Syekh Al-Azhar di Sumenep: Jangan Campur Adukkan Permasalahan Qath’i dan Zhanni
Kamis, 10 Agustus 2023 | 21:30 WIB
Guru Besar Universitas Al-Azhar Kairo, Mesir, Prof Syaikh Muhammad Salim Abu Ashi Al-Azhari Al-Hanafi saat saat mengisi muhadarah ilmiah dengan tajuk Toleransi dan Keragaman dalam Bermazhab, Kamis (10/8/2023). (Foto: NU Online/Firdausi)
Firdausi
Kontributor
Sumenep, NU Online
Guru besar Ilmu Al-Qura'n Tafsir Universitas Al-Azhar Kairo, Mesir, Prof Syekh Muhammad Salim Abu Ashi Al-Azhari Al-Hanafi mengimbau kepada umat Islam agar tidak mencampur-adukkan antara permasalahan yang qath'i dan zhanni, misalnya tawasul dan ziarah kubur.
Qath'i adalah sebuah ayat yang pasti atau persoalan pokok dalam agama yang tak bisa diganggu gugat atau munculnya perbedaan pendapat. Sedangkan zhanni adalah persoalan yang masih ada kemungkinan benar atau salah. Dalam hal ini pasti ada perbedaan pendapat (hasil ijtihad) dari kalangan ulama. Misalnya, amaliah-amaliah NU yang kerap diklaim haram, musyrik dan sebagainya.
"Yang sangat disayangkan, banyak permasalahan yang tidak ada hubungannya dengan akidah, dimasukkan jadi bagian akidah. Tawasul dan ziarah kubur yang dipersoalkan oleh sebagian orang, itu tidak ada hubungannya sama sekali dengan akidah," ungkapnya saat mengisi muhadarah ilmiah dengan tajuk Toleransi dan Keragaman dalam Bermazhab, Kamis (10/8/2023).

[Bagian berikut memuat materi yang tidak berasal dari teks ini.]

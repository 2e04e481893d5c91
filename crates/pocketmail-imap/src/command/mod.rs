//! IMAP command builder.
//!
//! This module provides the commands the client issues and their wire form.

mod tag_generator;

use std::fmt::Write as _;

use crate::types::{Flag, StoreAction};

pub use tag_generator::TagGenerator;

/// A data item requested by FETCH.
#[derive(Debug, Clone, PartialEq, Eq)]
pub enum FetchAttribute {
    /// `ENVELOPE`.
    Envelope,
    /// `BODYSTRUCTURE`.
    BodyStructure,
    /// `FLAGS`.
    Flags,
    /// `BODY[section]`, or `BODY.PEEK[section]` when `peek` is set.
    Body {
        /// Section specifier (`1.2`, `HEADER`, or empty for the whole message).
        section: String,
        /// Leave the `\Seen` flag untouched.
        peek: bool,
    },
}

impl FetchAttribute {
    /// `BODY.PEEK[section]`.
    #[must_use]
    pub fn body_peek(section: impl Into<String>) -> Self {
        Self::Body {
            section: section.into(),
            peek: true,
        }
    }

    fn write(&self, buf: &mut String) {
        match self {
            Self::Envelope => buf.push_str("ENVELOPE"),
            Self::BodyStructure => buf.push_str("BODYSTRUCTURE"),
            Self::Flags => buf.push_str("FLAGS"),
            Self::Body { section, peek } => {
                buf.push_str(if *peek { "BODY.PEEK[" } else { "BODY[" });
                buf.push_str(section);
                buf.push(']');
            }
        }
    }
}

/// IMAP command.
#[derive(Debug, Clone, PartialEq, Eq)]
pub enum Command {
    /// CAPABILITY command.
    Capability,
    /// NOOP command.
    Noop,
    /// LOGOUT command.
    Logout,
    /// STARTTLS command.
    StartTls,
    /// LOGIN command.
    Login {
        /// Username.
        username: String,
        /// Password.
        password: String,
    },
    /// SELECT command.
    Select {
        /// Mailbox to select.
        mailbox: String,
    },
    /// LIST command.
    List {
        /// Reference name.
        reference: String,
        /// Mailbox pattern with `%`/`*` wildcards.
        pattern: String,
    },
    /// STATUS command asking for MESSAGES and UNSEEN.
    Status {
        /// Mailbox to query.
        mailbox: String,
    },
    /// CLOSE command.
    Close,
    /// EXPUNGE command.
    Expunge,
    /// FETCH command.
    Fetch {
        /// Sequence set (`1:10`, `7`, `3,5`).
        range: String,
        /// Data items to fetch.
        items: Vec<FetchAttribute>,
    },
    /// STORE command (silent variant).
    Store {
        /// Message sequence number.
        seq: u32,
        /// Add or remove.
        action: StoreAction,
        /// Flags to change.
        flags: Vec<Flag>,
    },
    /// IDLE command (RFC 2177).
    Idle,
}

impl Command {
    /// Returns the command keyword.
    #[must_use]
    pub const fn name(&self) -> &'static str {
        match self {
            Self::Capability => "CAPABILITY",
            Self::Noop => "NOOP",
            Self::Logout => "LOGOUT",
            Self::StartTls => "STARTTLS",
            Self::Login { .. } => "LOGIN",
            Self::Select { .. } => "SELECT",
            Self::List { .. } => "LIST",
            Self::Status { .. } => "STATUS",
            Self::Close => "CLOSE",
            Self::Expunge => "EXPUNGE",
            Self::Fetch { .. } => "FETCH",
            Self::Store { .. } => "STORE",
            Self::Idle => "IDLE",
        }
    }

    /// Serializes the command line, without the trailing CRLF.
    #[must_use]
    pub fn serialize(&self, tag: &str) -> String {
        let mut buf = format!("{tag} {}", self.name());

        match self {
            Self::Capability
            | Self::Noop
            | Self::Logout
            | Self::StartTls
            | Self::Close
            | Self::Expunge
            | Self::Idle => {}
            Self::Login { username, password } => {
                buf.push(' ');
                write_quoted(&mut buf, username);
                buf.push(' ');
                write_quoted(&mut buf, password);
            }
            Self::Select { mailbox } => {
                buf.push(' ');
                write_quoted(&mut buf, mailbox);
            }
            Self::List { reference, pattern } => {
                buf.push(' ');
                write_quoted(&mut buf, reference);
                buf.push(' ');
                write_quoted(&mut buf, pattern);
            }
            Self::Status { mailbox } => {
                buf.push(' ');
                write_quoted(&mut buf, mailbox);
                buf.push_str(" (MESSAGES UNSEEN)");
            }
            Self::Fetch { range, items } => {
                buf.push(' ');
                buf.push_str(range);
                buf.push(' ');
                if let [item] = items.as_slice() {
                    item.write(&mut buf);
                } else {
                    buf.push('(');
                    for (i, item) in items.iter().enumerate() {
                        if i > 0 {
                            buf.push(' ');
                        }
                        item.write(&mut buf);
                    }
                    buf.push(')');
                }
            }
            Self::Store { seq, action, flags } => {
                let _ = write!(buf, " {seq} {} (", action.as_str());
                for (i, flag) in flags.iter().enumerate() {
                    if i > 0 {
                        buf.push(' ');
                    }
                    buf.push_str(flag.as_str());
                }
                buf.push(')');
            }
        }

        buf
    }

    /// Serialized form safe for logs: credentials are masked.
    #[must_use]
    pub fn redacted(&self, tag: &str) -> String {
        match self {
            Self::Login { username, .. } => {
                let mut buf = format!("{tag} LOGIN ");
                write_quoted(&mut buf, username);
                buf.push_str(" \"***\"");
                buf
            }
            _ => self.serialize(tag),
        }
    }
}

/// Writes `s` as an IMAP quoted string, escaping `\` and `"`.
pub fn write_quoted(buf: &mut String, s: &str) {
    buf.push('"');
    for c in s.chars() {
        if c == '"' || c == '\\' {
            buf.push('\\');
        }
        buf.push(c);
    }
    buf.push('"');
}

#[cfg(test)]
mod tests {
    use super::*;

    #[test]
    fn test_simple_commands() {
        assert_eq!(Command::Capability.serialize("A0"), "A0 CAPABILITY");
        assert_eq!(Command::Noop.serialize("A7"), "A7 NOOP");
        assert_eq!(Command::Idle.serialize("A2"), "A2 IDLE");
    }

    #[test]
    fn test_login_quotes_credentials() {
        let cmd = Command::Login {
            username: "user@example.com".into(),
            password: r#"pa"ss\word"#.into(),
        };
        assert_eq!(
            cmd.serialize("A1"),
            r#"A1 LOGIN "user@example.com" "pa\"ss\\word""#
        );
        assert_eq!(cmd.redacted("A1"), r#"A1 LOGIN "user@example.com" "***""#);
    }

    #[test]
    fn test_list_and_select() {
        let list = Command::List {
            reference: String::new(),
            pattern: "Work/%".into(),
        };
        assert_eq!(list.serialize("A3"), r#"A3 LIST "" "Work/%""#);

        let select = Command::Select {
            mailbox: "My Folder".into(),
        };
        assert_eq!(select.serialize("A4"), r#"A4 SELECT "My Folder""#);

        let status = Command::Status {
            mailbox: "INBOX".into(),
        };
        assert_eq!(status.serialize("A5"), r#"A5 STATUS "INBOX" (MESSAGES UNSEEN)"#);
    }

    #[test]
    fn test_fetch_items() {
        let single = Command::Fetch {
            range: "1:10".into(),
            items: vec![FetchAttribute::Envelope],
        };
        assert_eq!(single.serialize("A1"), "A1 FETCH 1:10 ENVELOPE");

        let many = Command::Fetch {
            range: "4".into(),
            items: vec![
                FetchAttribute::Flags,
                FetchAttribute::BodyStructure,
                FetchAttribute::body_peek("1.2"),
                FetchAttribute::Body {
                    section: String::new(),
                    peek: false,
                },
            ],
        };
        assert_eq!(
            many.serialize("A2"),
            "A2 FETCH 4 (FLAGS BODYSTRUCTURE BODY.PEEK[1.2] BODY[])"
        );
    }

    #[test]
    fn test_store() {
        let cmd = Command::Store {
            seq: 3,
            action: StoreAction::Add,
            flags: vec![Flag::Deleted],
        };
        assert_eq!(cmd.serialize("A9"), r"A9 STORE 3 +FLAGS.SILENT (\Deleted)");

        let cmd = Command::Store {
            seq: 3,
            action: StoreAction::Remove,
            flags: vec![Flag::Deleted, Flag::Seen],
        };
        assert_eq!(
            cmd.serialize("A10"),
            r"A10 STORE 3 -FLAGS.SILENT (\Deleted \Seen)"
        );
    }
}
//! BODYSTRUCTURE mapping onto the message part tree.

use pocketmail_mime::{MessagePart, Multipart, MultipartKind, PartId, TransferEncoding};
use tracing::warn;

use super::value::Value;
use crate::{Error, Result};

/// Nesting limit for multipart containers.
const MAX_DEPTH: usize = 32;

/// Builds a [`MessagePart`] tree from a BODYSTRUCTURE value.
///
/// Part ids are IMAP section numbers: the root multipart has the empty
/// id, its children `1`, `2`, ..., their children `1.1`, `1.2`, ... A
/// single-part message's body is section `1`.
pub fn part_from_body_structure(value: &Value) -> Result<MessagePart> {
    let items = value
        .as_list()
        .ok_or_else(|| Error::Malformed("BODYSTRUCTURE is not a list".to_string()))?;

    let id = if is_multipart(items) {
        PartId::root()
    } else {
        PartId::root().child(1)
    };
    build(items, id, 0)
}

fn is_multipart(items: &[Value]) -> bool {
    matches!(items.first(), Some(Value::List(_)))
}

fn build(items: &[Value], id: PartId, depth: usize) -> Result<MessagePart> {
    if depth > MAX_DEPTH {
        return Err(Error::Malformed("body structure nested too deeply".to_string()));
    }

    if is_multipart(items) {
        let mut children = Vec::new();
        let mut rest = items;
        while let Some((Value::List(child), tail)) = rest.split_first() {
            children.push(build(child, id.child(children.len() + 1), depth + 1)?);
            rest = tail;
        }

        let subtype = rest
            .first()
            .and_then(Value::as_text)
            .map_or_else(|| "mixed".to_string(), |s| s.to_ascii_lowercase());

        let mut multipart = Multipart::new(id, MultipartKind::from_subtype(&subtype));
        multipart.children = children;
        return Ok(MessagePart::Multipart(multipart));
    }

    leaf(items, id)
}

fn leaf(items: &[Value], id: PartId) -> Result<MessagePart> {
    if items.len() < 7 {
        return Err(Error::Malformed(format!(
            "body part {id} has {} fields, expected at least 7",
            items.len()
        )));
    }

    let text = |index: usize, what: &str| {
        items[index]
            .as_text()
            .ok_or_else(|| Error::Malformed(format!("body part {id} has no {what}")))
    };
    let media_type = text(0, "media type")?;
    let subtype = text(1, "subtype")?;
    let params = &items[2];
    let encoding = items[5]
        .as_text()
        .map_or(TransferEncoding::SevenBit, |e| TransferEncoding::parse(&e));
    let size = items[6]
        .as_number()
        .and_then(|n| usize::try_from(n).ok())
        .unwrap_or(0);

    let charset = parameter(params, "charset");
    let filename = disposition_filename(&items[7..]).or_else(|| parameter(params, "name"));

    let mut part = MessagePart::leaf(
        id,
        &media_type,
        &subtype,
        charset.as_deref(),
        encoding,
        size,
    );
    match &mut part {
        MessagePart::Text(text) => text.filename = filename,
        MessagePart::Image(binary)
        | MessagePart::Application(binary)
        | MessagePart::Audio(binary)
        | MessagePart::Video(binary) => binary.filename = filename,
        MessagePart::Multipart(_) | MessagePart::Unsupported(_) => {}
    }
    Ok(part)
}

/// Looks up a body parameter; keys match case-insensitively.
fn parameter(params: &Value, key: &str) -> Option<String> {
    params.as_list()?.chunks_exact(2).find_map(|pair| {
        let name = pair[0].as_text()?;
        if name.eq_ignore_ascii_case(key) {
            pair[1].as_text().map(std::borrow::Cow::into_owned)
        } else {
            None
        }
    })
}

/// Finds `("attachment" ("filename" "x"))` among extension data.
fn disposition_filename(extension: &[Value]) -> Option<String> {
    extension.iter().find_map(|item| {
        let [kind, params, ..] = item.as_list()? else {
            return None;
        };
        kind.as_text()?;
        parameter(params, "filename")
    })
}

/// Undoes the transfer encoding of fetched section content.
///
/// Content that fails to decode is returned as received.
#[must_use]
pub fn decode_section(part: &MessagePart, raw: &[u8]) -> Vec<u8> {
    part.encoding().decode(raw).unwrap_or_else(|e| {
        warn!(section = %part.id(), error = %e, "section failed to decode, keeping raw bytes");
        raw.to_vec()
    })
}

#[cfg(test)]
#[allow(clippy::unwrap_used)]
mod tests {
    use super::*;
    use crate::parser::value::parse_value;

    #[test]
    fn test_single_text_part() {
        let value = parse_value(
            br#"("TEXT" "PLAIN" ("CHARSET" "ISO-8859-1") NIL NIL "QUOTED-PRINTABLE" 1315 42)"#,
        )
        .unwrap();
        let part = part_from_body_structure(&value).unwrap();

        let MessagePart::Text(text) = &part else {
            panic!("expected text part");
        };
        assert_eq!(text.id.as_str(), "1");
        assert_eq!(text.subtype, "plain");
        assert_eq!(text.charset, "ISO-8859-1");
        assert_eq!(text.encoding, TransferEncoding::QuotedPrintable);
        assert_eq!(text.size, 1315);
    }

    #[test]
    fn test_charset_key_case_insensitive() {
        let value =
            parse_value(br#"("text" "html" ("Charset" "utf-8") NIL NIL "base64" 10 1)"#).unwrap();
        let MessagePart::Text(text) = part_from_body_structure(&value).unwrap() else {
            panic!("expected text part");
        };
        assert_eq!(text.charset, "utf-8");
    }

    #[test]
    fn test_nested_multipart_ids() {
        let value = parse_value(
            br#"((("TEXT" "PLAIN" ("CHARSET" "US-ASCII") NIL NIL "7BIT" 10 1)("TEXT" "HTML" ("CHARSET" "UTF-8") NIL NIL "BASE64" 20 1) "ALTERNATIVE" ("BOUNDARY" "b2")) ("IMAGE" "PNG" ("NAME" "dot.png") "<cid>" NIL "BASE64" 300) ("APPLICATION" "PDF" NIL NIL NIL "BASE64" 4000 NIL ("ATTACHMENT" ("FILENAME" "report.pdf")) NIL) ("MODEL" "X3D" NIL NIL NIL "BASE64" 5) "MIXED" ("BOUNDARY" "b1") NIL NIL)"#,
        )
        .unwrap();
        let root = part_from_body_structure(&value).unwrap();

        let MessagePart::Multipart(mixed) = &root else {
            panic!("expected multipart");
        };
        assert!(mixed.id.is_root());
        assert_eq!(mixed.kind(), &MultipartKind::Mixed);
        assert_eq!(mixed.children.len(), 4);

        let alternative = &mixed.children[0];
        assert_eq!(alternative.id().as_str(), "1");
        assert_eq!(alternative.children().len(), 2);
        assert_eq!(alternative.children()[1].id().as_str(), "1.2");
        assert_eq!(alternative.children()[1].encoding(), TransferEncoding::Base64);

        let MessagePart::Image(image) = &mixed.children[1] else {
            panic!("expected image");
        };
        assert_eq!(image.id.as_str(), "2");
        assert_eq!(image.filename.as_deref(), Some("dot.png"));

        let MessagePart::Application(pdf) = &mixed.children[2] else {
            panic!("expected application");
        };
        assert_eq!(pdf.filename.as_deref(), Some("report.pdf"));

        assert!(matches!(&mixed.children[3], MessagePart::Unsupported(p) if p.media_type == "model"));
        assert_eq!(
            root.leaf_ids().iter().map(PartId::as_str).collect::<Vec<_>>(),
            vec!["1.1", "1.2", "2", "3", "4"]
        );
    }

    #[test]
    fn test_malformed_structures() {
        assert!(part_from_body_structure(&Value::Nil).is_err());
        let short = parse_value(br#"("TEXT" "PLAIN" NIL)"#).unwrap();
        assert!(part_from_body_structure(&short).is_err());
        let no_type = parse_value(br"(NIL NIL NIL NIL NIL NIL 0)").unwrap();
        assert!(part_from_body_structure(&no_type).is_err());
    }

    #[test]
    fn test_decode_section() {
        let value =
            parse_value(br#"("TEXT" "PLAIN" NIL NIL NIL "BASE64" 8)"#).unwrap();
        let part = part_from_body_structure(&value).unwrap();
        assert_eq!(decode_section(&part, b"aGVsbG8="), b"hello");
        assert_eq!(decode_section(&part, b"!!!"), b"!!!");
    }
}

Dijelaskan, hal-hal yang pokok dalam akidah tidak boleh ada perbedaan. Sedangkan yang zhanni atau masih ada kemungkinan benar atau salah, diperbolehkan ada perbedaan pendapat. Sebut saja tawasul yang sebenarnya masuk dalam permasalahan fiqih dan jumhur ulama memperbolehkannya.
"Munculnya pernyataan Ibnu Taimiyah yang mengatakan hukum tawasul itu ada tafsilnya. Boleh bertawasul dengan orang yang masih hidup dan tidak boleh bertawasul kepada orang yang sudah wafat. Pernyataan tersebut, tidak pernah ditemukan dari ulama sebelumnya yang yang membedakan antara yang hidup dan mati," tuturnya kepada santri Annuqayah yang berkumpul di Masjid Jami’ Pondok Pesantren Annuqayah Guluk-Guluk, Sumenep, Jawa Timur.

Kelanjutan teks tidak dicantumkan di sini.